ちょっと懐かしの観光地の風情
東北電力の発電用ダム。現地に行って驚いたのは、ちょっと懐かしの観光地の趣きで、入口に「歓迎・飯野堰堤公園」と大書きされた看板が迎えてくれた。
飯野堰堤は土木遺産にも認定されている東北電力の発電用ダムで、阿武隈川が大きく屈曲したところで本流を堰いており、飯野ダムや蓬萊ダムという愛称もある。
公園入口の女神橋と女神川の取水堰
飯野堰堤公園入口を抜けるとすぐに木製の橋路面をもった女神橋。じつはこの直下に取水堰があり、阿武隈川に合流する手前で女神川を堰いている。
河原に下りる観光階段前に駐車場も
「新観光福島三十景」「ふくしまの遊歩道50選」の案内板に、このダムを詠んだ小唄の碑まである。地元のイチオシ感がすごい。
駐車場やトイレも整備。
おまけに堰体を川下から眺められるよう、河原に下りられる金属製の階段までついている。ただし禁漁区なので釣りはダメ。

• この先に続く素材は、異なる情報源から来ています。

use expoten::ProductPageState;
use leptos::ev;
use leptos::prelude::*;

/// Optional photo groups cut from the gallery.
#[component]
pub fn RightBlocks(state: RwSignal<ProductPageState>) -> impl IntoView {
    let on_toggle = move |ev: ev::Event| {
        let checked = event_target_checked(&ev);
        state.update(|s| s.show_right_blocks = checked);
    };
    // Only a new upload changes these groups; slider drags and toggles must not
    // rebuild the images
    let revision = Memo::new(move |_| state.with(|s| s.gallery.revision()));
    let with_background = Memo::new(move |_| {
        revision.track();
        state.with_untracked(|s| s.gallery.with_background().to_vec())
    });
    let no_background = Memo::new(move |_| {
        revision.track();
        state.with_untracked(|s| s.gallery.no_background().to_vec())
    });

    view! {
        <div class="panel">
            <div class="panel-row">
                <div class="panel-title">"Доп. фотоблоки справа"</div>
                <label class="control">
                    <input
                        type="checkbox"
                        prop:checked=move || state.with(|s| s.show_right_blocks)
                        on:change=on_toggle
                    />
                    " Показать"
                </label>
            </div>
            <Show when=move || state.with(|s| s.show_right_blocks)>
                <PhotoGroup title="Фотографии с фоном" alt_prefix="bg" photos=with_background.into() />
                <PhotoGroup title="Фотографии без фона/макро" alt_prefix="nobg" photos=no_background.into() />
            </Show>
        </div>
    }
}

#[component]
fn PhotoGroup(
    title: &'static str,
    alt_prefix: &'static str,
    photos: Signal<Vec<String>>,
) -> impl IntoView {
    view! {
        <div class="photo-group">
            <div class="panel-hint">{title}</div>
            <div class="photo-group-grid">
                {move || {
                    photos
                        .get()
                        .into_iter()
                        .enumerate()
                        .map(|(i, src)| {
                            view! {
                                <img class="photo-group-img" src=src alt=format!("{alt_prefix}-{i}") crossorigin="anonymous" />
                            }
                        })
                        .collect_view()
                }}
            </div>
        </div>
    }
}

河原に出ることで全貌を現した蓬萊ダムは、えんじ色のいかついゲートが早稲田ラグビージャージを思わせる力強い堰堤だった。
レアゲートマニア垂涎のストーニーゲートのはずが
ダムは重力式だが堤高は低くゲートの割合が大きい。大河川の本流を堰く発電用ダムでよく見られる取水堰タイプ。
そしてこのダムのゲートはストーニーゲートというめずらしいタイプというではないか。ストーニーゲートという用語は初めてだが理解した範囲で絵にしてみた。
それでは、蓬萊ダムのゲート、特にローラーがハシゴ状に埋め込まれているという支柱の戸溝に注目してみよう。
鋼製部品はすべてえんじ色で統一。戸溝に見える縦のレール。
あれ?
どうもローラーらしきものがよく見えない。
しかもコンクリートのエイジング具合に比べて、ちょっと新しすぎる気もする鉄製レール。
昔の写真を探してみると、ゲートの色はえんじ色ではなくグレー。どうやらゲートを新調した際に、現在は一般的なローラーゲートに交換してしまったらしい。
しかしもうひとつダム湖右岸側に取水用のゲートがあった。こちらの方がゲートは古そうだ。
うーん、こちらもゲートはあるにはあるようだが、小型でよく見えない。
残念だがストーニーゲートを確認することはできなかった。
「毎度ありがとうございます。東北電力です」という看板に描かれた蓬萊ダムのゲートは、えんじ色ではなかった。